EXERCISE ::
Exact reproduction required: the lines below from the line with "repository 02825f2eacc10895" to the line with "and stops on", both ends included, and no others.

EXERCISE MATERIALS ::
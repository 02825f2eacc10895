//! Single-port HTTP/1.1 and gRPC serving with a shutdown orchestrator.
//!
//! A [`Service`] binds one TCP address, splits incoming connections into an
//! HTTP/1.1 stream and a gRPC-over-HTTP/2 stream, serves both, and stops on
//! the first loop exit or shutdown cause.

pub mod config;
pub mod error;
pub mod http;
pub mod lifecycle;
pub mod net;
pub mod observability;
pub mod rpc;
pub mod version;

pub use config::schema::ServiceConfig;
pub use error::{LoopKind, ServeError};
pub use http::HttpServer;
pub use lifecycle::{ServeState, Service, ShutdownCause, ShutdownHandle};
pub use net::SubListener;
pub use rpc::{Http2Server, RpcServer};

---

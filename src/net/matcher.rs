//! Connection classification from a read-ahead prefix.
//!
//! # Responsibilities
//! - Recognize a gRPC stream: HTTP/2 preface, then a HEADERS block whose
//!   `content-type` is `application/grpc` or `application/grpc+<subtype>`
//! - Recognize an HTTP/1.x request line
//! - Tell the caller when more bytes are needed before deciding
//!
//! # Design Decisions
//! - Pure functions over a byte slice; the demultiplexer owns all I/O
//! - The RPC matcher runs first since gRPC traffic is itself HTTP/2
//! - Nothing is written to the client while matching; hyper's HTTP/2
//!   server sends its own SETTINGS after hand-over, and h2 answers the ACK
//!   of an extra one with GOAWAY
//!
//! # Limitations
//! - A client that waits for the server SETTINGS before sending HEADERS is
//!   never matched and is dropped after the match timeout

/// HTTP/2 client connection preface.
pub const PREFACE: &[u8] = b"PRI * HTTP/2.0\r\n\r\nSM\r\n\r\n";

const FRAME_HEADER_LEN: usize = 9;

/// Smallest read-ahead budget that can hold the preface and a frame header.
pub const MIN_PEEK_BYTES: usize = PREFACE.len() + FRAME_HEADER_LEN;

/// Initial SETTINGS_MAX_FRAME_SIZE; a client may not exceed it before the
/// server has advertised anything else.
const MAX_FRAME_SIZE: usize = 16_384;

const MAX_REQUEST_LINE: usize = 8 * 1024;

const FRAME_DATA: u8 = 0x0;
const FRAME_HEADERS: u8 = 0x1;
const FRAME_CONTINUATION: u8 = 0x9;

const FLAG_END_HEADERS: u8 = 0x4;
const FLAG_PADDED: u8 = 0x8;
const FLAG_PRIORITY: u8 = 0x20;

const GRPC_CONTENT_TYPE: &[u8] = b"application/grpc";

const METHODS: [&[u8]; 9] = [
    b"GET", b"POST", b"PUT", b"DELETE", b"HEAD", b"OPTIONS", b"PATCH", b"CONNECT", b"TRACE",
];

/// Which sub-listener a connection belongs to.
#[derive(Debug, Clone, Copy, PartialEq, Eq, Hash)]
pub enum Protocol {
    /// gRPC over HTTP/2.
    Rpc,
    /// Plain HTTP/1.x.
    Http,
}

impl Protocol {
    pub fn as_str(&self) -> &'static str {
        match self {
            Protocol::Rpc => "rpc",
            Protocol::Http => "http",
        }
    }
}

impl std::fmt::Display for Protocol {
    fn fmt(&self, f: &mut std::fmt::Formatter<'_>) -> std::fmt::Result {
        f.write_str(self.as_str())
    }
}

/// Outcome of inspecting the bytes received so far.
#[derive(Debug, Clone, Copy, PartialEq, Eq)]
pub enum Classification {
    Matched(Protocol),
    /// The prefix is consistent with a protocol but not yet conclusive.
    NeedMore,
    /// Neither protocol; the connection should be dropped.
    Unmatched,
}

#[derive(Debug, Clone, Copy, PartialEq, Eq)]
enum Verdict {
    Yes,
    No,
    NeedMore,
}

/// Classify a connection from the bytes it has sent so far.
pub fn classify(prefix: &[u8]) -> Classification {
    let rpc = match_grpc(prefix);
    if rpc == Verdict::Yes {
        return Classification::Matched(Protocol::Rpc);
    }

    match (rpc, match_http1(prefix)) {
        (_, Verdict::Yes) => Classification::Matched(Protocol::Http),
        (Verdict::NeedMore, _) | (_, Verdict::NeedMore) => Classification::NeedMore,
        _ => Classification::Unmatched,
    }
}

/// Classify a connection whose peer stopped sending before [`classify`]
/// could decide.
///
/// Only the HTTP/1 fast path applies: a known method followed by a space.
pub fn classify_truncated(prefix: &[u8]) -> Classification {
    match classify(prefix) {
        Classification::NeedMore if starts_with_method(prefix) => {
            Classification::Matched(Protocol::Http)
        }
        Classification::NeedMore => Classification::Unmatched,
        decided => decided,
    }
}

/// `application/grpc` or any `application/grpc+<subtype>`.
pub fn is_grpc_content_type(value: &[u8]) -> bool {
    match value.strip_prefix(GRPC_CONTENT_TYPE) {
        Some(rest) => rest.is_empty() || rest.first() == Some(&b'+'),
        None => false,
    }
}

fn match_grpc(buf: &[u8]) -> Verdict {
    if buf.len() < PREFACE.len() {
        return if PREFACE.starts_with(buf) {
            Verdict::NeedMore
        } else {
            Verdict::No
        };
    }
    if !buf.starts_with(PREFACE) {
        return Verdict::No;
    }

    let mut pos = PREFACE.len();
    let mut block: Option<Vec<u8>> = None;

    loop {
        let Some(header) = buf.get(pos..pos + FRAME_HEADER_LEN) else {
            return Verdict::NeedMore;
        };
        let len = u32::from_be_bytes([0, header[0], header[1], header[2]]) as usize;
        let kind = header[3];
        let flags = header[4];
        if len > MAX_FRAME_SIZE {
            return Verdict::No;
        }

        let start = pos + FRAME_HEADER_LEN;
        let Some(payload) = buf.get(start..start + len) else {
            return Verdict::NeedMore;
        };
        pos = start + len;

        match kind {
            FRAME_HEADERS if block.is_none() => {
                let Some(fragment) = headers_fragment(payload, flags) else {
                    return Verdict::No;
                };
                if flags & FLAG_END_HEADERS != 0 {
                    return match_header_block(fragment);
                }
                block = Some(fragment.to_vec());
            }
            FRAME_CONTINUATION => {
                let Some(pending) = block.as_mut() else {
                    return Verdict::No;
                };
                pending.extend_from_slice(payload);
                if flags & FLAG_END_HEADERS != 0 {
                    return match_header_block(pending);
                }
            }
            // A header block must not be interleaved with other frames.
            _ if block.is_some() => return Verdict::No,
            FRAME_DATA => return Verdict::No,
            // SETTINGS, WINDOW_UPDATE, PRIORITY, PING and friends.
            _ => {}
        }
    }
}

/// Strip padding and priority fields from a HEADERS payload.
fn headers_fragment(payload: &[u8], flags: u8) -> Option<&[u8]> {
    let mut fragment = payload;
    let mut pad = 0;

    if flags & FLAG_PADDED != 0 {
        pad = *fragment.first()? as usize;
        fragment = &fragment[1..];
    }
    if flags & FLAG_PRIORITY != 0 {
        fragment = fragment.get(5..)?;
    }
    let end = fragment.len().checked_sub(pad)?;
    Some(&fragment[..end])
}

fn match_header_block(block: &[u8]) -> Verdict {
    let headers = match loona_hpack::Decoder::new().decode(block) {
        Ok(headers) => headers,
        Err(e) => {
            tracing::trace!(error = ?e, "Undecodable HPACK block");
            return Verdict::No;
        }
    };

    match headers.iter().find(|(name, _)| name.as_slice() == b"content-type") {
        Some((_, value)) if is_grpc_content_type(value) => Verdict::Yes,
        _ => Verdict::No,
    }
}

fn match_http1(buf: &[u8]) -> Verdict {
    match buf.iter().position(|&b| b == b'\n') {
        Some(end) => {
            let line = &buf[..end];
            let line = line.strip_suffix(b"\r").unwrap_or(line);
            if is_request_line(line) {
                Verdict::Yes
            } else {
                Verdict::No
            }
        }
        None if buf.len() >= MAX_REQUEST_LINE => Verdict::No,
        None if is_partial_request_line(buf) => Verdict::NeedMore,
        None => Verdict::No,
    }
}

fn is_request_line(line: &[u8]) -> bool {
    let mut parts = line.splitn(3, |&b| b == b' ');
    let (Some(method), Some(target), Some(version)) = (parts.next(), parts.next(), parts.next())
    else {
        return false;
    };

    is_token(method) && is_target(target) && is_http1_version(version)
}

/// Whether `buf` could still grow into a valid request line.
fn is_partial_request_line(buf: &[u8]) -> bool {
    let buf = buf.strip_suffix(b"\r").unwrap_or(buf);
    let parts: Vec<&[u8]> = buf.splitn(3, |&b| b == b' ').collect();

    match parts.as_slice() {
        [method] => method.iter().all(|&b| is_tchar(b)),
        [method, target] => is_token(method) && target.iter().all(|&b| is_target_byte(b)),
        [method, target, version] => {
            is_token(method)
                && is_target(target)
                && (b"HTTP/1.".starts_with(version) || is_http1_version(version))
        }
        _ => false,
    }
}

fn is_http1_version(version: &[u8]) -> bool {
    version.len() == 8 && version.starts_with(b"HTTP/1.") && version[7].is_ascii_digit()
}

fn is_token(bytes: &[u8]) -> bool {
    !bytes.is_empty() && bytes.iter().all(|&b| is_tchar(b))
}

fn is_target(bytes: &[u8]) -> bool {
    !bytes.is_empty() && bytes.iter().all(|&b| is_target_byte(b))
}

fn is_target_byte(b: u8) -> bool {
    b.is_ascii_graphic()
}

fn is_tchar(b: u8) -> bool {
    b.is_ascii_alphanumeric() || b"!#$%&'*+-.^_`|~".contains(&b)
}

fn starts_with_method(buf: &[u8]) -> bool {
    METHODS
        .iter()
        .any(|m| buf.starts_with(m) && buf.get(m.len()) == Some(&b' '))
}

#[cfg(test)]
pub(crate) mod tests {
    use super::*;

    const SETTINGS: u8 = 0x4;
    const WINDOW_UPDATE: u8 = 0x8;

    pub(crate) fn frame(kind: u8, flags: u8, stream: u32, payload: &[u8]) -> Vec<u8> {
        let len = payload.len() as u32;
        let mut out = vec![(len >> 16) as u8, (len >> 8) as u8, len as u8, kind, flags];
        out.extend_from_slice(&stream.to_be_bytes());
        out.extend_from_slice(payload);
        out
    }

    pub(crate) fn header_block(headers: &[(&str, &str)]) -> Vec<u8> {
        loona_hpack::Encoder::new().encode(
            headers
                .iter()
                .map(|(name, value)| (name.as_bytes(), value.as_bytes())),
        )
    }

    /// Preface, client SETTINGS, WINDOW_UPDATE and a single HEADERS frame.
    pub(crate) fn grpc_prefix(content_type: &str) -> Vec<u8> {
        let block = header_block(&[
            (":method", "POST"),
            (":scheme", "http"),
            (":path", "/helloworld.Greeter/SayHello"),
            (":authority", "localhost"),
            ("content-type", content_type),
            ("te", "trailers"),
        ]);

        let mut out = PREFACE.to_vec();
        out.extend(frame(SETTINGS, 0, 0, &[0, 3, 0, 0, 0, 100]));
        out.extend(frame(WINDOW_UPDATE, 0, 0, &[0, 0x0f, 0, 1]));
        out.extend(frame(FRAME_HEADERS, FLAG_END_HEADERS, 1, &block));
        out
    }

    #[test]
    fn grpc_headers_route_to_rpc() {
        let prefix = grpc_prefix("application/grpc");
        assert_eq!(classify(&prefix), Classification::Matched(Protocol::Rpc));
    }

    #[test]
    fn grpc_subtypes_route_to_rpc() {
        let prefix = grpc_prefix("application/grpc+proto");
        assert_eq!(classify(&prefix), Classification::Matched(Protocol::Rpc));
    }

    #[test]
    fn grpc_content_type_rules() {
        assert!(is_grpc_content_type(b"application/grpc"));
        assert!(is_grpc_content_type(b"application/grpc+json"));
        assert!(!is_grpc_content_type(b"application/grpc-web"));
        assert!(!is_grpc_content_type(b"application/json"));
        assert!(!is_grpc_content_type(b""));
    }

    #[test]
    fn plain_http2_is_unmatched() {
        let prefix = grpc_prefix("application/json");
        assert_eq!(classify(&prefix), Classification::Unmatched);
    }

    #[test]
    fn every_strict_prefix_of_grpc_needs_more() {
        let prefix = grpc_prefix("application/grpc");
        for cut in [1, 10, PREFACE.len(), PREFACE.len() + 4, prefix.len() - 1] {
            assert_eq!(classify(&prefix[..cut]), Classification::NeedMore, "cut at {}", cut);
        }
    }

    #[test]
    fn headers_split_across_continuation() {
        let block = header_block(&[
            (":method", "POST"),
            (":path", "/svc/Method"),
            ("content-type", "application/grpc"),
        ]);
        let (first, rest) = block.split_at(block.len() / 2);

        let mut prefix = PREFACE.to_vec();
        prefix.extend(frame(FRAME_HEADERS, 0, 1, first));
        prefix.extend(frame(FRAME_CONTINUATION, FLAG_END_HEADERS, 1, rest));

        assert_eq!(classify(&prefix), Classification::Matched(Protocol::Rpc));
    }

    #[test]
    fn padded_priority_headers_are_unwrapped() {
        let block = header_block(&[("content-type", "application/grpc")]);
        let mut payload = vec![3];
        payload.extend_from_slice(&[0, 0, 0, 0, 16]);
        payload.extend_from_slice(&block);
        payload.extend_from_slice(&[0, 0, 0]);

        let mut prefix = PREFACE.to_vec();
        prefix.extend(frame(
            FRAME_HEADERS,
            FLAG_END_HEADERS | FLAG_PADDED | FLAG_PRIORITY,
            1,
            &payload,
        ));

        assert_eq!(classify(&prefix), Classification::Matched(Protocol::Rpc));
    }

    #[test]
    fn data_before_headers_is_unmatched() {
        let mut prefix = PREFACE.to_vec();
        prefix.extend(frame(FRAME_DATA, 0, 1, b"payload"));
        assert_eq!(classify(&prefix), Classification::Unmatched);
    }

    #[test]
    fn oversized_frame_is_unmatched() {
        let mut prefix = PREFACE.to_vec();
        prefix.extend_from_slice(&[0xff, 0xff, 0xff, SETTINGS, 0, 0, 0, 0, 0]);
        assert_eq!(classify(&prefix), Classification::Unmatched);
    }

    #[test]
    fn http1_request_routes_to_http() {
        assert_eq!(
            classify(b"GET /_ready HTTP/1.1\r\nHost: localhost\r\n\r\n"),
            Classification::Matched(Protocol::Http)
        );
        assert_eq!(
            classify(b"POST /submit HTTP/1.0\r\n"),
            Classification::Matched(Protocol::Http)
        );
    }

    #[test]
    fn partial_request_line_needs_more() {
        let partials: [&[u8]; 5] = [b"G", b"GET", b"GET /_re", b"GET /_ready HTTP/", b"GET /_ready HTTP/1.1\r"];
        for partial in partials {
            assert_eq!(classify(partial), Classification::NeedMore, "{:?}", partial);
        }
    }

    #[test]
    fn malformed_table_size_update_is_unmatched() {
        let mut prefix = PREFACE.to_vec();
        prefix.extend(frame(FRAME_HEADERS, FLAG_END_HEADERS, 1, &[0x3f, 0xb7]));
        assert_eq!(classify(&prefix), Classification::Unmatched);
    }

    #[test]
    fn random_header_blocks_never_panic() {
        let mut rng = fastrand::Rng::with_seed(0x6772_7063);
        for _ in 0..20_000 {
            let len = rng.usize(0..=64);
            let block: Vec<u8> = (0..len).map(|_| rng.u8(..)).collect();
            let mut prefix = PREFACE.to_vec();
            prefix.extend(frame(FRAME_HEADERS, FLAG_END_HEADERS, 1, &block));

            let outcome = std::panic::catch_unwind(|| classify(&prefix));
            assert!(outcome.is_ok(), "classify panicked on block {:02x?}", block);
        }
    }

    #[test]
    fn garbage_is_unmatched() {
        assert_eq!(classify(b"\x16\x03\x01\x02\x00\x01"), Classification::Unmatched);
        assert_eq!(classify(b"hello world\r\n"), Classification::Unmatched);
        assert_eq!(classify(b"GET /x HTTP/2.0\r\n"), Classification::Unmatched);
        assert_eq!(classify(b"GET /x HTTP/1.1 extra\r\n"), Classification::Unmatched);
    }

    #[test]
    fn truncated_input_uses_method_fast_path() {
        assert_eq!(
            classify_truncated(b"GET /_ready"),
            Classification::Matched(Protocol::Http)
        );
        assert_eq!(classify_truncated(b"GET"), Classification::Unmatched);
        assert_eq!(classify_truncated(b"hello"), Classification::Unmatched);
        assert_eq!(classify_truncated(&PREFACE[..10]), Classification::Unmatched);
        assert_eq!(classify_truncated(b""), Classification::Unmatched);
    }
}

* * *

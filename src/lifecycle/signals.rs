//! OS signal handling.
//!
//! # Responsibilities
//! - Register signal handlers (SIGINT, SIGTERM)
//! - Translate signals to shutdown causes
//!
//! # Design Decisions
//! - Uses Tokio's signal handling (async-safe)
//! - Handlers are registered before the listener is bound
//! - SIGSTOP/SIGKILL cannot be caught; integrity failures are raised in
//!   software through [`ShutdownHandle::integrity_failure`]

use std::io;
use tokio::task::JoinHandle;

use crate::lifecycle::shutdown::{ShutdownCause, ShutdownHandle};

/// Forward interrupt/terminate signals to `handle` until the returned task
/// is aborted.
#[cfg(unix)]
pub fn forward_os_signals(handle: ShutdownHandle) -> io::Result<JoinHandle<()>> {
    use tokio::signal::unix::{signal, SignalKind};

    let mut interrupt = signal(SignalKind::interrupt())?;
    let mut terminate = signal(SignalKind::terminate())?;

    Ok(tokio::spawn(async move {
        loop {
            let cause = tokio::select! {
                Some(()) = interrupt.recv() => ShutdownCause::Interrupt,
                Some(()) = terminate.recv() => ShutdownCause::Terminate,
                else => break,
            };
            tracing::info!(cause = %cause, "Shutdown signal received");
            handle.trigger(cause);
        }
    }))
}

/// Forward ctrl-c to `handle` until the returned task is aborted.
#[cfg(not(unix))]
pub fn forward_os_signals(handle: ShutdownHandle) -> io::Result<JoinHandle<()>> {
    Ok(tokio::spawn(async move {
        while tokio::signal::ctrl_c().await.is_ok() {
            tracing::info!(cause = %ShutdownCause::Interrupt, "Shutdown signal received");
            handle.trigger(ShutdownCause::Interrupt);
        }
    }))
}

ANSWER SPACE ::
repository 02825f2eacc10895
//! Single-port HTTP/1.1 and gRPC serving with a shutdown orchestrator.
//!
//! A [`Service`] binds one TCP address, splits incoming connections into an
//! HTTP/1.1 stream and a gRPC-over-HTTP/2 stream, serves both, and stops on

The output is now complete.